--- Problem statement ---
Locate each line of the material that contains "field", then return it.

== Raw data ==

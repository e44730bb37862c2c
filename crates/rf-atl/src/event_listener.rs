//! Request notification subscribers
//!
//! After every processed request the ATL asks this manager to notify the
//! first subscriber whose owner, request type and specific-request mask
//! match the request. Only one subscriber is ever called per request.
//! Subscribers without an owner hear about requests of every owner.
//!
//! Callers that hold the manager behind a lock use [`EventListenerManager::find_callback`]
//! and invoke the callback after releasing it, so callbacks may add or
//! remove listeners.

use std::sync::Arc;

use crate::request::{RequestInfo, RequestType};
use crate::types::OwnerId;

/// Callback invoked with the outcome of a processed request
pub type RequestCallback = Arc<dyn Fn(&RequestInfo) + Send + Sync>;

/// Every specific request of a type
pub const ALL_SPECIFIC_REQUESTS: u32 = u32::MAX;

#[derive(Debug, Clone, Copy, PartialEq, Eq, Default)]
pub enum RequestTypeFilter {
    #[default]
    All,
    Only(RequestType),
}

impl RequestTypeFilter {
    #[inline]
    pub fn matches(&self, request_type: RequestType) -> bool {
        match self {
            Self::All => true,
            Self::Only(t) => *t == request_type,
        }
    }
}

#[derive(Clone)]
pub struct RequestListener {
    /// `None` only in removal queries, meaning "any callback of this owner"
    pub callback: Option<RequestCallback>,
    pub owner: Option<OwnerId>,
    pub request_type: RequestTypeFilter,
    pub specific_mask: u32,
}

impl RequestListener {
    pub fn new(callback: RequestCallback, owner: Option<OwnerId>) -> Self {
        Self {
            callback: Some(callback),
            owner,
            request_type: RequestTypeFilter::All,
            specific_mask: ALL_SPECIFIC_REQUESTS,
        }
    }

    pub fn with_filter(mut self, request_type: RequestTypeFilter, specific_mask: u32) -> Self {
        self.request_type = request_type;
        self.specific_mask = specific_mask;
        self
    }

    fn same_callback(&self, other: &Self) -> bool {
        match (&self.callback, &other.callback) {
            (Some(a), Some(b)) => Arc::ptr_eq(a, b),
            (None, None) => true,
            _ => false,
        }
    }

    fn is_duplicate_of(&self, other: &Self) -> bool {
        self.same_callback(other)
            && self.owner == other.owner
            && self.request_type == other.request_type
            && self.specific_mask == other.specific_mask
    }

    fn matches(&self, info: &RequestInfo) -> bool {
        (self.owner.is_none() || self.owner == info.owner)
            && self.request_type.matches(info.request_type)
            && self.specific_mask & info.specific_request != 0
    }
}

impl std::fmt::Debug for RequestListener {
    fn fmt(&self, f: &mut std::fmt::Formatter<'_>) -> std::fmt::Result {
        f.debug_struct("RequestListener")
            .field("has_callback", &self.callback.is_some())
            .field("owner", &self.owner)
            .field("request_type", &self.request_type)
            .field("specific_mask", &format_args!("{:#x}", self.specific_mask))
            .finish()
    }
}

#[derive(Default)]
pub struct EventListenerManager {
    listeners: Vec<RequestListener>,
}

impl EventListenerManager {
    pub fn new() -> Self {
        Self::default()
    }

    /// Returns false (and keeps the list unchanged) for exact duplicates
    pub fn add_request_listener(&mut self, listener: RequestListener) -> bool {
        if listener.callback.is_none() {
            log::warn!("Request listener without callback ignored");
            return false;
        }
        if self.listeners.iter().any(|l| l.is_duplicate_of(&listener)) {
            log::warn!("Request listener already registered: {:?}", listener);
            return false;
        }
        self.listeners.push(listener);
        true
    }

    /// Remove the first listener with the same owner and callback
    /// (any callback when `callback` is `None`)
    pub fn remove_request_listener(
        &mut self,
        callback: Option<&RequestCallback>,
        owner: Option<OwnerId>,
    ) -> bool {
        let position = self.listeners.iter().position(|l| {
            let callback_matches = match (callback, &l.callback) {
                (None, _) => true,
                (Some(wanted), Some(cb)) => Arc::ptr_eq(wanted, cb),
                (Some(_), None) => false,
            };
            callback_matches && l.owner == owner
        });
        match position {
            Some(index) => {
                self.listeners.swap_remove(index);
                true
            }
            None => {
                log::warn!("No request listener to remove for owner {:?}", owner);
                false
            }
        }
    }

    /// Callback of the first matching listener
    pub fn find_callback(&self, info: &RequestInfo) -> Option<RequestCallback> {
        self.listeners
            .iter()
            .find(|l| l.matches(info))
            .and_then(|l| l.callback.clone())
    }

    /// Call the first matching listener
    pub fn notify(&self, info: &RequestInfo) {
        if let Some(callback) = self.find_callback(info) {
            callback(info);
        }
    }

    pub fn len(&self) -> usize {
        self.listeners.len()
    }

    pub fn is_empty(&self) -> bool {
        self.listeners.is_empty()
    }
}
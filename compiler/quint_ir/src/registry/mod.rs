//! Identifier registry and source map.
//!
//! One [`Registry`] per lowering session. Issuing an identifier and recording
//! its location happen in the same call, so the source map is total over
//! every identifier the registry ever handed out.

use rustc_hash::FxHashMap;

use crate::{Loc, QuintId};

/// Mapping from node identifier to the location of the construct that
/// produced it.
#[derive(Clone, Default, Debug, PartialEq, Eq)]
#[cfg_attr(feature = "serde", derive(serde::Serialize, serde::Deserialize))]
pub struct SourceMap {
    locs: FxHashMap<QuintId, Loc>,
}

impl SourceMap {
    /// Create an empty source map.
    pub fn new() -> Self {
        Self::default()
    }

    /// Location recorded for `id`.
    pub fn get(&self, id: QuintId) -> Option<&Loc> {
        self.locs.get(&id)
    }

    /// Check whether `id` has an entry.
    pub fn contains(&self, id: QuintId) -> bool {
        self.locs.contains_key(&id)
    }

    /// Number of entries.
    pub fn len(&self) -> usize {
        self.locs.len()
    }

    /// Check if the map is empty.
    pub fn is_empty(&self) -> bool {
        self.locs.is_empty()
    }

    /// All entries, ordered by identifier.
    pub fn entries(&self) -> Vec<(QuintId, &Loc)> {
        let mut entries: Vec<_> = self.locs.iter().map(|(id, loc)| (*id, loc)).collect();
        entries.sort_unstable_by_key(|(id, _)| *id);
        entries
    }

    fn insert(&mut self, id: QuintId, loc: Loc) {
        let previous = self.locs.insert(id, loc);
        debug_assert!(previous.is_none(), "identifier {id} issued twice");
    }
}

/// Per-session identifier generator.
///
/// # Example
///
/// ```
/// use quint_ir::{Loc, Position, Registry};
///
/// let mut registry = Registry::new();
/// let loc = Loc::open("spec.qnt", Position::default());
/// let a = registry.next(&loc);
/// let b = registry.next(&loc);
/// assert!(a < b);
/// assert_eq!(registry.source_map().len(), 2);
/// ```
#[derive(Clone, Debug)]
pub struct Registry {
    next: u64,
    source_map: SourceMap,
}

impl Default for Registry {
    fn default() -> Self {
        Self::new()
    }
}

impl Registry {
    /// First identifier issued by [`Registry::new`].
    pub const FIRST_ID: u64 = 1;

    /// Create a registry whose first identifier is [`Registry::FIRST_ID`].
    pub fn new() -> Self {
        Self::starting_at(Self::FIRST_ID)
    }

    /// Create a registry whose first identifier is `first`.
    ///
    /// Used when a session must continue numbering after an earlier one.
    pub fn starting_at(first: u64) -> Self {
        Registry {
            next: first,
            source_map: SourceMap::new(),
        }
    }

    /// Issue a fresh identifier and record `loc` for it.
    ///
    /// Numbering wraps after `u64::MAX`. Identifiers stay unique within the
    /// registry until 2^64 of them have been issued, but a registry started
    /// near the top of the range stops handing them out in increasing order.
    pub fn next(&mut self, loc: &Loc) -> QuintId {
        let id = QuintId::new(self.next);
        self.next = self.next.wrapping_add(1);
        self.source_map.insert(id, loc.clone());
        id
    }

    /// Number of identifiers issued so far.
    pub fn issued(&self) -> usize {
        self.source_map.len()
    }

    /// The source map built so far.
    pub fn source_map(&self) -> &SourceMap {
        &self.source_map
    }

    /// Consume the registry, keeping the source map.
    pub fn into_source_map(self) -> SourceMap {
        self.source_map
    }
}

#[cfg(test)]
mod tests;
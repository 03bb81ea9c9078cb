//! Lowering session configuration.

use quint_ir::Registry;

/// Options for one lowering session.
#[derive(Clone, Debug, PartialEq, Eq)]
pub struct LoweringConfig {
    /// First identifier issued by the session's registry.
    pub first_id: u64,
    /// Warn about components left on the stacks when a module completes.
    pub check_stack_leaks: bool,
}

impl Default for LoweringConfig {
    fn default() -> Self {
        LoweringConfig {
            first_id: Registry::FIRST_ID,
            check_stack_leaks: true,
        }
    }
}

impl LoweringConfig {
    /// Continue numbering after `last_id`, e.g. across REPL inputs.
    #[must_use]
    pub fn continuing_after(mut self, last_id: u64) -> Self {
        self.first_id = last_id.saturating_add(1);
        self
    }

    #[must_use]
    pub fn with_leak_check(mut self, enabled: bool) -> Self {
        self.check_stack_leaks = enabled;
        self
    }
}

===

--- Answer box ---
            .field("has_callback", &self.callback.is_some())
            .field("owner", &self.owner)
            .field("request_type", &self.request_type)
            .field("specific_mask", &format_args!("{:#x}", self.specific_mask))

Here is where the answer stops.